The transfer of water from the Ebro to increase areas under irrigation will increase the salinisation of the Delta, according to the biologist Carles Ibáñez. The reduction in the volume of fresh water as a result of the National Hidrológico Plan, will lead to an increase in the penetration of salt water in the estuary of this river. The expansion of irrigated land in the river basin will also increase the concentration of salt in the river due to reduced flow levels. The risk is that in time the salinisation will lead to reduced crop yields, because the rice fields and other crops are irrigated with river water.

2. Erosion of the Delta

The regression of coastline will worsen as less sediment arrives at the river mouth. The river now no longer floods and the 60 dams constructed upstream have retained sediments. There is always a balance between erosion and deposition in a delta, which affects its shape. This balance has shifted in favour of marine erosion, which is now threatening the ecologically-important island of Buddha. Sands deposited in the river mouth are transported towards the end of the Banya and the Fangar, (the Delta lobes). The Delta is not losing any surface area for the moment, but changes are taking place in its form. This instability is a danger for the natural and agricultural zones located close to the sea.

This loss of new sediment is also contributing to the sinking of the delta.

3. Sinking of the Delta

Half of the Delta has already sunk to the height of sea level. The Delta loses five millimeters in height each year, (three millimeters due to compaction and two by the rise of the level of the sea by the global warming). In one hundred years half of the plain will be a half metre below the level of the sea. The consequence is the immediate entrance of salt water through the subsoil by the hydrostatic pressure exerted by sea water.

4. Marine intrusion of sea water in the estuary

The marine intrusion of water in the estuary of the Ebro is an impact considered only briefly in the Hidrológico Plan. The salt water entrance in the estuary is a natural phenomenon that has increased as the volume of the Ebro in the last decades has reduced. The marine intrusion now reaches 32 kilometers inland. If water is transferred as anticipated by the hidrológico plan, the saline water which currently averages six months will then remain for nine months. In dry years the phenomenon will last even longer. In 1989 the saline wedge lasted for more than 20 months. When this water remains for a long time, the wells near the river are salinised, which affects the citrus fruit and other crops grown near the zones.
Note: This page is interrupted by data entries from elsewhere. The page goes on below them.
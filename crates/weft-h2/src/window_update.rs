//! See <https://httpwg.org/specs/rfc9113.html#WINDOW_UPDATE>

use tracing::debug;

use crate::{
    error::H2ConnectionError,
    frame::{Frame, RawFrameType, StreamId},
    transport::TransportParsing,
};

const WINDOW_UPDATE_LEN: u32 = 4;

/// Reads the 4-byte increment of a WINDOW_UPDATE frame and credits it to
/// the stream the frame names, or to the connection for stream 0.
#[derive(Debug)]
pub struct WindowUpdateParser {
    stream_id: StreamId,
    byte: u8,
    amount: u32,
}

impl WindowUpdateParser {
    pub fn begin_frame(
        frame: &Frame,
        transport: &mut TransportParsing,
    ) -> Result<Self, H2ConnectionError> {
        transport.check_not_mid_header_block(frame)?;

        let flags = frame.raw_flags();
        if flags != 0 {
            return Err(H2ConnectionError::WindowUpdateInvalidFlags { flags });
        }
        if frame.len != WINDOW_UPDATE_LEN {
            return Err(H2ConnectionError::WindowUpdateInvalidLength { len: frame.len });
        }

        Ok(Self {
            stream_id: frame.stream_id,
            byte: 0,
            amount: 0,
        })
    }

    pub fn parse(
        &mut self,
        transport: &mut TransportParsing,
        slice: &[u8],
        is_last: bool,
    ) -> Result<(), H2ConnectionError> {
        for &b in slice {
            if self.byte == WINDOW_UPDATE_LEN as u8 {
                break;
            }
            self.amount = (self.amount << 8) | b as u32;
            self.byte += 1;
        }

        if !is_last {
            return Ok(());
        }
        if self.byte != WINDOW_UPDATE_LEN as u8 {
            return Err(H2ConnectionError::IncompleteFrame {
                frame_type: RawFrameType::WindowUpdate,
                frame_size: WINDOW_UPDATE_LEN,
            });
        }

        let increment = self.amount;
        if increment & 0x8000_0000 != 0 {
            return Err(H2ConnectionError::WindowUpdateReservedBit { raw: increment });
        }
        if increment == 0 {
            return Err(H2ConnectionError::WindowUpdateZeroIncrement);
        }

        if self.stream_id.is_connection() {
            transport.outgoing_window_update += increment as u64;
            debug!(increment, "connection window update");
        } else if let Some(stream) = transport.streams.get_mut(&self.stream_id) {
            stream.outgoing_window_update += increment as u64;
            debug!(stream_id = %self.stream_id, increment, "stream window update");
        } else {
            debug!(stream_id = %self.stream_id, increment, "window update for unknown stream");
        }
        Ok(())
    }
}
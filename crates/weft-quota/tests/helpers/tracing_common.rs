use tracing::Level;
use tracing_subscriber::{filter::Targets, layer::SubscriberExt, util::SubscriberInitExt};

/// Set up a global tracing subscriber, once per test binary. `RUST_LOG`
/// overrides the default filter.
pub(crate) fn setup_tracing() {
    let targets = if let Ok(rust_log) = std::env::var("RUST_LOG") {
        rust_log.parse::<Targets>().unwrap()
    } else {
        Targets::new()
            .with_default(Level::INFO)
            .with_target("weft_quota", Level::DEBUG)
    };

    let fmt_layer = tracing_subscriber::fmt::layer()
        .with_ansi(true)
        .with_file(false)
        .with_line_number(false)
        .with_test_writer();

    // tests share the process: only the first one gets to install it
    let _ = tracing_subscriber::registry()
        .with(targets)
        .with(fmt_layer)
        .try_init();
}
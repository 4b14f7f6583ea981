use tracing::Level;
use tracing_subscriber::{filter::Targets, layer::SubscriberExt, util::SubscriberInitExt};

/// Set up a global tracing subscriber, once per test binary. `RUST_LOG`
/// overrides the default filter.
pub(crate) fn setup_tracing() {
    let targets = if let Ok(rust_log) = std::env::var("RUST_LOG") {
        rust_log.parse::<Targets>().unwrap()
    } else {
        Targets::new()
            .with_default(Level::INFO)
            .with_target("weft_h2", Level::DEBUG)
    };

    let fmt_layer = tracing_subscriber::fmt::layer()
        .with_ansi(true)
        .with_file(false)
        .with_line_number(false)
        .with_test_writer();

    // tests share the process: only the first one gets to install it
    let _ = tracing_subscriber::registry()
        .with(targets)
        .with(fmt_layer)
        .try_init();
}
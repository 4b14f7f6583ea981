//! HTTP/2 frame parsing for the weft transport core.
//!
//! Each frame type has a resumable parser: `begin_frame` validates the
//! frame header, then `parse` is called with slices of the payload as they
//! arrive, the last one flagged `is_last`. Parsers write their effects into
//! a [`TransportParsing`] (settings, window credit, replies to queue) or,
//! for DATA, into the stream's [`StreamParsing`].
//!
//! Routing frames to parsers based on the frame header is left to the
//! caller.

pub use enumflags2;
pub use weft_hpack;

pub mod data;
pub mod error;
pub mod frame;
pub mod headers;
pub mod ping;
pub mod settings;
pub mod transport;
pub mod window_update;
pub mod write;

pub use data::{DataOp, DataParser};
pub use error::{H2ConnectionError, H2ErrorLevel, H2StreamError};
pub use frame::{
    ErrorCode, Frame, FrameType, KnownErrorCode, RawFrameType, StreamId, FRAME_HEADER_LEN,
};
pub use headers::{HeaderBlockParser, HeaderField, HeadersOrTrailers};
pub use ping::PingParser;
pub use settings::{Setting, Settings, SettingsError, SettingsParser, SettingsTable};
pub use transport::{StreamParsing, TransportParsing};
pub use window_update::WindowUpdateParser;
5. Contamination of the water

When the wedge of marine water in the river estuary remains a long time, the water of the river rots. Salt water, that is located in the lower level, does not mix with the better oxygenated fresh water above and the accumulation of organic matter that this causes leads to the consumption of oxygen and that the water ends up rotting. The lower the volume of the river, the greater the phenomenon of rotten water. In the past, there was a thriving fishing industry in the river estuary. Today, however, it is fished very little, because most of the water lacks oxygen.

6. Effects upon the food chain

The fresh water arriving from the river has a fertilizing effect on the sea through the contribution of nutrients (nitrogen, phosphorus), that, when mixed with salt water, encourages the growth of plankton, the bases of the marine food chain. A reduced flow will affect the plankton growth and the food chain dependent upon it.

In addition, the estuary is an ideal location for the mixing of sea bed organic matter through wave and river turbulence. If less turbulence takes place due to reduced river flow, less mixing will occur and there will be less biological wealth in the coastal strip. Furthermore, the delta of the Ebro is very productive because the irrigation water that passes through the fertilised rice fields arrives nutrified in the bays where a significant marine aquaculture (oysters, mussels) has developed. If the volume of river water is not guaranteed, this production may suffer.